» **Records drawn from a dataset**:
Segment Open

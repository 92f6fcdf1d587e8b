// SPDX-FileCopyrightText: 2026 Bruno Meilick
// SPDX-License-Identifier: LicenseRef-Reliagraph-FreeUse-NoCopy-NoDerivatives
//
// All rights reserved.
//
// This file is part of Reliagraph and is proprietary software.
// Unauthorized copying, modification, or distribution is prohibited.

//! Command-line argument definitions.

use std::path::PathBuf;

use clap::{Args as ClapArgs, Parser, Subcommand};

use crate::model::{DiagramId, EdgeId, NodeId, NodeKind, ProjectId};

/// Manage reliability block diagrams grouped into projects.
#[derive(Parser, Debug)]
#[command(name = "reliagraph", author, version, about, long_about = None)]
pub struct Args {
    /// Folder holding the stored projects and diagrams
    #[arg(long, global = true)]
    pub data_dir: Option<PathBuf>,

    /// Path to configuration file (TOML)
    #[arg(short, long, global = true)]
    pub config: Option<PathBuf>,

    /// Log level (off, error, warn, info, debug, trace)
    #[arg(long, global = true, default_value = "warn")]
    pub log_level: String,

    /// Fsync every write (slower, best-effort durability)
    #[arg(long, global = true)]
    pub durable_writes: bool,

    #[command(subcommand)]
    pub command: Command,
}

#[derive(Subcommand, Debug)]
pub enum Command {
    /// Create, list, rename, describe or delete projects
    #[command(subcommand)]
    Project(ProjectCommand),

    /// Create, list, show, rename or delete diagrams
    #[command(subcommand)]
    Diagram(DiagramCommand),

    /// Add, update or remove diagram nodes
    #[command(subcommand)]
    Node(NodeCommand),

    /// Connect or disconnect diagram nodes
    #[command(subcommand)]
    Edge(EdgeCommand),

    /// Write a diagram as a JSON document
    Export {
        project: ProjectId,
        diagram: DiagramId,
        /// Output file; defaults to stdout
        #[arg(short, long)]
        output: Option<PathBuf>,
    },

    /// Create a new diagram from a JSON document
    Import { project: ProjectId, file: PathBuf },

    /// Report cycles in a stored diagram
    Check {
        project: ProjectId,
        diagram: DiagramId,
    },
}

#[derive(Subcommand, Debug)]
pub enum ProjectCommand {
    Create {
        name: String,
        #[arg(long, default_value = "")]
        description: String,
    },
    List,
    Rename {
        id: ProjectId,
        name: String,
    },
    Describe {
        id: ProjectId,
        text: String,
    },
    /// Delete a project and all of its diagrams
    Delete {
        id: ProjectId,
        #[command(flatten)]
        confirm: Confirm,
    },
}

#[derive(Subcommand, Debug)]
pub enum DiagramCommand {
    Create {
        project: ProjectId,
        name: String,
    },
    List {
        project: ProjectId,
    },
    Show {
        project: ProjectId,
        id: DiagramId,
    },
    Rename {
        project: ProjectId,
        id: DiagramId,
        name: String,
    },
    Delete {
        project: ProjectId,
        id: DiagramId,
        #[command(flatten)]
        confirm: Confirm,
    },
}

#[derive(Subcommand, Debug)]
pub enum NodeCommand {
    Add {
        project: ProjectId,
        diagram: DiagramId,
        /// basic, series, parallel or k-out-of-n
        kind: NodeKind,
        #[arg(long, default_value_t = 0.0, allow_negative_numbers = true)]
        x: f64,
        #[arg(long, default_value_t = 0.0, allow_negative_numbers = true)]
        y: f64,
    },
    Update {
        project: ProjectId,
        diagram: DiagramId,
        node: NodeId,
        #[arg(long)]
        label: Option<String>,
        #[arg(long)]
        reliability: Option<f64>,
        #[arg(long)]
        k: Option<u32>,
    },
    /// Remove a node and every edge touching it
    Remove {
        project: ProjectId,
        diagram: DiagramId,
        node: NodeId,
    },
}

#[derive(Subcommand, Debug)]
pub enum EdgeCommand {
    /// Connect source -> target, refusing connections that would close a cycle
    Add {
        project: ProjectId,
        diagram: DiagramId,
        source: NodeId,
        target: NodeId,
    },
    Remove {
        project: ProjectId,
        diagram: DiagramId,
        edge: EdgeId,
    },
}

#[derive(ClapArgs, Debug, Clone, Copy)]
pub struct Confirm {
    /// Execute the deletion instead of only describing it
    #[arg(long)]
    pub yes: bool,
}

Segment Closed

» **What you should do**: Your job is to restate all of the data word for word.

» **Answer for this exercise**:
repository 92f6fcdf1d587e8b
// SPDX-FileCopyrightText: 2026 Bruno Meilick
// SPDX-License-Identifier: LicenseRef-Reliagraph-FreeUse-NoCopy-NoDerivatives
//
// All rights reserved.
//
// This file is part of Reliagraph and is proprietary software.
// Unauthorized copying, modification, or distribution is prohibited.

//! Command-line argument definitions.

use std::path::PathBuf;

use clap::{Args as ClapArgs, Parser, Subcommand};

use crate::model::{DiagramId, EdgeId, NodeId, NodeKind, ProjectId};

/// Manage reliability block diagrams grouped into projects.
#[derive(Parser, Debug)]
#[command(name = "reliagraph", author, version, about, long_about = None)]
pub struct Args {
    /// Folder holding the stored projects and diagrams
    #[arg(long, global = true)]
    pub data_dir: Option<PathBuf>,

    /// Path to configuration file (TOML)
    #[arg(short, long, global = true)]
    pub config: Option<PathBuf>,

    /// Log level (off, error, warn, info, debug, trace)
    #[arg(long, global = true, default_value = "warn")]
    pub log_level: String,

    /// Fsync every write (slower, best-effort durability)
    #[arg(long, global = true)]
    pub durable_writes: bool,

    #[command(subcommand)]
    pub command: Command,
}

#[derive(Subcommand, Debug)]
pub enum Command {
    /// Create, list, rename, describe or delete projects
    #[command(subcommand)]
    Project(ProjectCommand),

    /// Create, list, show, rename or delete diagrams
    #[command(subcommand)]
    Diagram(DiagramCommand),

    /// Add, update or remove diagram nodes
    #[command(subcommand)]
    Node(NodeCommand),

    /// Connect or disconnect diagram nodes
    #[command(subcommand)]
    Edge(EdgeCommand),

    /// Write a diagram as a JSON document
    Export {
        project: ProjectId,
        diagram: DiagramId,
        /// Output file; defaults to stdout
        #[arg(short, long)]
        output: Option<PathBuf>,
    },

    /// Create a new diagram from a JSON document
    Import { project: ProjectId, file: PathBuf },

    /// Report cycles in a stored diagram
    Check {
        project: ProjectId,
        diagram: DiagramId,
    },
}

#[derive(Subcommand, Debug)]
pub enum ProjectCommand {
    Create {
        name: String,
        #[arg(long, default_value = "")]
        description: String,
    },
    List,
    Rename {
        id: ProjectId,
        name: String,
    },
    Describe {
        id: ProjectId,
        text: String,
    },
    /// Delete a project and all of its diagrams
    Delete {
        id: ProjectId,
        #[command(flatten)]
        confirm: Confirm,
    },
}

#[derive(Subcommand, Debug)]
pub enum DiagramCommand {
    Create {
        project: ProjectId,
        name: String,
    },
    List {
        project: ProjectId,
    },
    Show {
        project: ProjectId,
        id: DiagramId,
    },
    Rename {
        project: ProjectId,
        id: DiagramId,
        name: String,
    },
    Delete {
        project: ProjectId,
        id: DiagramId,
        #[command(flatten)]
        confirm: Confirm,
    },
}

#[derive(Subcommand, Debug)]
pub enum NodeCommand {
    Add {
        project: ProjectId,
        diagram: DiagramId,
        /// basic, series, parallel or k-out-of-n
        kind: NodeKind,
        #[arg(long, default_value_t = 0.0, allow_negative_numbers = true)]
        x: f64,
        #[arg(long, default_value_t = 0.0, allow_negative_numbers = true)]
        y: f64,
    },
    Update {
        project: ProjectId,
        diagram: DiagramId,
        node: NodeId,
        #[arg(long)]
        label: Option<String>,
        #[arg(long)]
        reliability: Option<f64>,
        #[arg(long)]
        k: Option<u32>,
    },
    /// Remove a node and every edge touching it
    Remove {
        project: ProjectId,
        diagram: DiagramId,
        node: NodeId,
    },
}

#[derive(Subcommand, Debug)]
pub enum EdgeCommand {
    /// Connect source -> target, refusing connections that would close a cycle
    Add {
        project: ProjectId,
        diagram: DiagramId,
        source: NodeId,
        target: NodeId,
    },
    Remove {
        project: ProjectId,
        diagram: DiagramId,
        edge: EdgeId,
    },
}

#[derive(ClapArgs, Debug, Clone, Copy)]
pub struct Confirm {
    /// Execute the deletion instead of only describing it
    #[arg(long)]
    pub yes: bool,
}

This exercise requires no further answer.